WORK ITEM:
The required answer is every line of the data containing the word "filename".
----
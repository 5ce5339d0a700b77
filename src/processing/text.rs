use std::collections::HashSet;

use crate::constants::STOP_WORDS;

/// Unicode case fold used for every case-insensitive comparison
/// (categories, node names). SQLite's `lower()` only folds ASCII, so
/// matching happens here rather than in SQL.
pub fn fold_case(text: &str) -> String {
    text.trim().to_lowercase()
}

/// Case-insensitive substring test under [`fold_case`].
pub fn contains_folded(haystack: &str, needle: &str) -> bool {
    fold_case(haystack).contains(&fold_case(needle))
}

/// Lowercased alphanumeric terms, in order.
pub fn tokenize(text: &str) -> Vec<String> {
    text.split(|c: char| !c.is_alphanumeric())
        .filter(|t| !t.is_empty())
        .map(|t| t.to_lowercase())
        .collect()
}

/// Terms of `query` minus stop words; the raw terms when nothing survives.
pub fn keyword_terms(query: &str) -> Vec<String> {
    let terms = tokenize(query);
    let kept: Vec<String> = terms
        .iter()
        .filter(|t| !STOP_WORDS.contains(&t.as_str()))
        .cloned()
        .collect();
    let mut out = if kept.is_empty() { terms } else { kept };
    let mut seen = HashSet::new();
    out.retain(|t| seen.insert(t.clone()));
    out
}

/// FTS5 expression joining terms with OR, each quoted as a phrase.
pub fn fts_or_query(terms: &[String]) -> Option<String> {
    if terms.is_empty() {
        return None;
    }
    Some(
        terms
            .iter()
            .map(|t| format!("\"{}\"", t.replace('"', "\"\"")))
            .collect::<Vec<_>>()
            .join(" OR "),
    )
}

/// Padded character trigrams of each word (pg_trgm style).
fn trigrams(text: &str) -> HashSet<String> {
    let mut set = HashSet::new();
    for word in tokenize(text) {
        let padded: Vec<char> = format!("  {} ", word).chars().collect();
        for w in padded.windows(3) {
            set.insert(w.iter().collect::<String>());
        }
    }
    set
}

/// Trigram similarity in [0,1]: shared / union.
pub fn text_similarity(a: &str, b: &str) -> f64 {
    let ta = trigrams(a);
    let tb = trigrams(b);
    if ta.is_empty() || tb.is_empty() {
        return 0.0;
    }
    let shared = ta.intersection(&tb).count();
    let union = ta.len() + tb.len() - shared;
    shared as f64 / union as f64
}
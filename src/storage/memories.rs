use chrono::{DateTime, Utc};
use rusqlite::types::Value;
use rusqlite::{params, params_from_iter, Connection, Row};

use crate::memory::{Memory, MemoryMetadata, MemoryType};
use crate::storage::{embedding_from_blob, embedding_to_blob, in_chunks, placeholders, text_values};
use crate::time_utils;
use crate::{RecallError, RecallResult};

pub struct MemoryStorage;

// ── Row mapping ──

/// `None` when the stored memory type is not recognised.
pub(crate) fn memory_from_row(row: &Row) -> rusqlite::Result<Option<Memory>> {
    let id: String = row.get("id")?;
    let type_str: String = row.get("memory_type")?;
    let memory_type = match type_str.parse::<MemoryType>() {
        Ok(t) => t,
        Err(e) => {
            tracing::warn!(memory_id = %id, error = %e, "Skipping memory with unknown type");
            return Ok(None);
        }
    };
    let metadata_json: String = row.get("metadata")?;
    let embedding_blob: Option<Vec<u8>> = row.get("embedding")?;
    let created_str: String = row.get("created_at")?;
    let accessed_str: String = row.get("accessed_at")?;

    Ok(Some(Memory {
        id,
        user_id: row.get("user_id")?,
        memory_type,
        content: row.get("content")?,
        embedding: embedding_blob.map(|b| embedding_from_blob(&b)),
        metadata: serde_json::from_str::<MemoryMetadata>(&metadata_json).unwrap_or_default(),
        created_at: time_utils::from_sqlite(&created_str).unwrap_or_else(|_| chrono::Utc::now()),
        accessed_at: time_utils::from_sqlite(&accessed_str).unwrap_or_else(|_| chrono::Utc::now()),
    }))
}

/// Runs `sql` and maps every row through `f`, dropping `None`s.
pub(crate) fn collect_rows<T, F>(
    conn: &Connection,
    sql: &str,
    values: Vec<Value>,
    f: F,
) -> RecallResult<Vec<T>>
where
    F: FnMut(&Row) -> rusqlite::Result<Option<T>>,
{
    let mut stmt = conn
        .prepare(sql)
        .map_err(|e| RecallError::Storage(e.to_string()))?;
    let rows = stmt
        .query_map(params_from_iter(values), f)
        .map_err(|e| RecallError::Storage(e.to_string()))?;
    let mut out = Vec::new();
    for row in rows {
        if let Some(item) = row? {
            out.push(item);
        }
    }
    Ok(out)
}

/// `WHERE user_id = ?1 [AND memory_type = ?2]` and its values.
fn user_scope(user_id: &str, memory_type: Option<MemoryType>) -> (String, Vec<Value>) {
    let mut clause = String::from("m.user_id = ?1");
    let mut values = vec![Value::Text(user_id.to_string())];
    if let Some(t) = memory_type {
        clause.push_str(" AND m.memory_type = ?2");
        values.push(Value::Text(t.as_str().to_string()));
    }
    (clause, values)
}

fn limit_clause(limit: Option<usize>) -> String {
    limit.map(|l| format!(" LIMIT {}", l)).unwrap_or_default()
}

impl MemoryStorage {
    pub fn insert(conn: &Connection, memory: &Memory) -> RecallResult<()> {
        conn.execute(
            "INSERT INTO memories (
                id, user_id, memory_type, content, embedding, metadata, created_at, accessed_at
            ) VALUES (?1, ?2, ?3, ?4, ?5, ?6, ?7, ?8)",
            params![
                memory.id,
                memory.user_id,
                memory.memory_type.as_str(),
                memory.content,
                memory.embedding.as_deref().map(embedding_to_blob),
                serde_json::to_string(&memory.metadata).unwrap_or_else(|_| "{}".into()),
                time_utils::to_sqlite(&memory.created_at),
                time_utils::to_sqlite(&memory.accessed_at),
            ],
        )
        .map_err(|e| RecallError::Storage(format!("Insert memory failed: {}", e)))?;

        tracing::debug!(memory_id = %memory.id, memory_type = %memory.memory_type, "Memory inserted");
        Ok(())
    }

    pub fn get(conn: &Connection, user_id: &str, id: &str) -> RecallResult<Option<Memory>> {
        let mut found = collect_rows(
            conn,
            "SELECT * FROM memories WHERE user_id = ?1 AND id = ?2",
            vec![Value::Text(user_id.to_string()), Value::Text(id.to_string())],
            memory_from_row,
        )?;
        Ok(found.pop())
    }

    /// Memories carrying an embedding. `candidates` restricts to an id set
    /// (an empty set yields nothing).
    pub fn list_with_embedding(
        conn: &Connection,
        user_id: &str,
        memory_type: Option<MemoryType>,
        candidates: Option<&[String]>,
    ) -> RecallResult<Vec<Memory>> {
        let (scope, values) = user_scope(user_id, memory_type);
        let sql = format!(
            "SELECT m.* FROM memories m WHERE {} AND m.embedding IS NOT NULL",
            scope
        );
        let Some(ids) = candidates else {
            return collect_rows(conn, &sql, values, memory_from_row);
        };
        if ids.is_empty() {
            return Ok(vec![]);
        }
        in_chunks(ids, |chunk| {
            let chunk_sql = format!(
                "{} AND m.id IN ({})",
                sql,
                placeholders(values.len() + 1, chunk.len())
            );
            let mut chunk_values = values.clone();
            chunk_values.extend(text_values(chunk));
            collect_rows(conn, &chunk_sql, chunk_values, memory_from_row)
        })
    }

    /// FTS5 match over content. Score is `-bm25` (higher is better),
    /// ordered descending then by id.
    pub fn search_full_text(
        conn: &Connection,
        user_id: &str,
        fts_query: &str,
        memory_type: Option<MemoryType>,
        limit: Option<usize>,
    ) -> RecallResult<Vec<(Memory, f64)>> {
        let (scope, mut values) = user_scope(user_id, memory_type);
        let match_idx = values.len() + 1;
        values.push(Value::Text(fts_query.to_string()));
        let sql = format!(
            "SELECT m.*, -bm25(memories_fts) AS text_rank
             FROM memories_fts
             JOIN memories m ON m.rowid = memories_fts.rowid
             WHERE memories_fts MATCH ?{} AND {}
             ORDER BY text_rank DESC, m.id ASC{}",
            match_idx,
            scope,
            limit_clause(limit)
        );
        collect_rows(conn, &sql, values, |row| {
            let rank: f64 = row.get("text_rank")?;
            Ok(memory_from_row(row)?.map(|m| (m, rank)))
        })
    }

    /// Memories created within `[start, end]`, newest first.
    pub fn list_in_window(
        conn: &Connection,
        user_id: &str,
        start: &DateTime<Utc>,
        end: &DateTime<Utc>,
        memory_type: Option<MemoryType>,
        limit: Option<usize>,
    ) -> RecallResult<Vec<Memory>> {
        let (scope, mut values) = user_scope(user_id, memory_type);
        let start_idx = values.len() + 1;
        values.push(Value::Text(time_utils::to_sqlite(start)));
        values.push(Value::Text(time_utils::to_sqlite(end)));
        let sql = format!(
            "SELECT m.* FROM memories m
             WHERE {} AND m.created_at >= ?{} AND m.created_at <= ?{}
             ORDER BY m.created_at DESC, m.id ASC{}",
            scope,
            start_idx,
            start_idx + 1,
            limit_clause(limit)
        );
        collect_rows(conn, &sql, values, memory_from_row)
    }

    /// Memories whose `categories` metadata shares at least one entry with
    /// `categories` (case-insensitive, Unicode fold), newest first.
    ///
    /// SQL only narrows to memories that carry categories; the comparison
    /// itself runs through [`MemoryMetadata::has_category`].
    pub fn list_with_any_category(
        conn: &Connection,
        user_id: &str,
        categories: &[String],
        memory_type: Option<MemoryType>,
    ) -> RecallResult<Vec<Memory>> {
        if categories.is_empty() {
            return Ok(vec![]);
        }
        let (scope, values) = user_scope(user_id, memory_type);
        let sql = format!(
            "SELECT m.* FROM memories m
             WHERE {} AND json_array_length(m.metadata, '$.categories') > 0
             ORDER BY m.created_at DESC, m.id ASC",
            scope
        );
        let mut found = collect_rows(conn, &sql, values, memory_from_row)?;
        found.retain(|m| categories.iter().any(|c| m.metadata.has_category(c)));
        Ok(found)
    }

    pub fn count(conn: &Connection, user_id: &str) -> RecallResult<usize> {
        let c: usize = conn
            .query_row(
                "SELECT COUNT(*) FROM memories WHERE user_id = ?1",
                params![user_id],
                |r| r.get(0),
            )
            .map_err(|e| RecallError::Storage(e.to_string()))?;
        Ok(c)
    }
}
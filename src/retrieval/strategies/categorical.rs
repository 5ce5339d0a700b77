use std::sync::Arc;

use crate::cancel::CancelToken;
use crate::processing::text::fold_case;
use crate::retrieval::{HitDetail, SearchHit, SearchParams, Strategy, StrategyKind};
use crate::storage::GraphStore;
use crate::{RecallError, RecallResult};

/// Category overlap. score = |matched| / |query categories|.
///
/// Memories with no matching category are excluded. With `match_all`, only
/// memories carrying every query category are kept.
pub struct CategoricalStrategy {
    store: Arc<dyn GraphStore>,
}

impl CategoricalStrategy {
    pub fn new(store: Arc<dyn GraphStore>) -> Self {
        Self { store }
    }
}

/// Query categories, trimmed, lowercased and deduplicated in order.
fn normalise(categories: &[String]) -> Vec<String> {
    let mut out: Vec<String> = Vec::new();
    for c in categories {
        let c = fold_case(c);
        if !c.is_empty() && !out.contains(&c) {
            out.push(c);
        }
    }
    out
}

impl Strategy for CategoricalStrategy {
    fn kind(&self) -> StrategyKind {
        StrategyKind::Categorical
    }

    fn search(&self, params: &SearchParams, cancel: &CancelToken) -> RecallResult<Vec<SearchHit>> {
        let wanted = normalise(&params.categories);
        if wanted.is_empty() {
            return Err(RecallError::InvalidInput(
                "Categorical search needs at least one category".into(),
            ));
        }

        // Newest first from the store
        let candidates = self.store.memories_with_categories(
            &params.user_id,
            &wanted,
            params.memory_type,
            cancel,
        )?;

        let mut hits: Vec<SearchHit> = candidates
            .into_iter()
            .filter_map(|memory| {
                let matched: Vec<String> = wanted
                    .iter()
                    .filter(|c| memory.metadata.has_category(c))
                    .cloned()
                    .collect();
                if matched.is_empty() || (params.match_all && matched.len() < wanted.len()) {
                    return None;
                }
                let score = matched.len() as f64 / wanted.len() as f64;
                Some(SearchHit::new(memory, score, HitDetail::Categorical { matched }))
            })
            .collect();

        if params.match_all {
            // All scores are 1.0; keep recency order
            hits.sort_by(|a, b| {
                b.score
                    .partial_cmp(&a.score)
                    .unwrap_or(std::cmp::Ordering::Equal)
                    .then_with(|| b.memory.created_at.cmp(&a.memory.created_at))
            });
        }
        hits.truncate(params.limit);

        tracing::debug!(
            user = %params.user_id,
            categories = ?wanted,
            match_all = params.match_all,
            hits = hits.len(),
            "Categorical search done"
        );
        Ok(hits)
    }
}
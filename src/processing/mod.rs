//! Query-side processing: embeddings, text utilities, and the LLM-backed
//! query classifier.

pub mod classifier;
pub mod embeddings;
pub mod llm_subprocess;
pub mod text;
----
RESPONSE BOX:
filename src/processing/text.rs
filename src/storage/memories.rs
filename src/retrieval/strategies/categorical.rs
filename src/processing/mod.rs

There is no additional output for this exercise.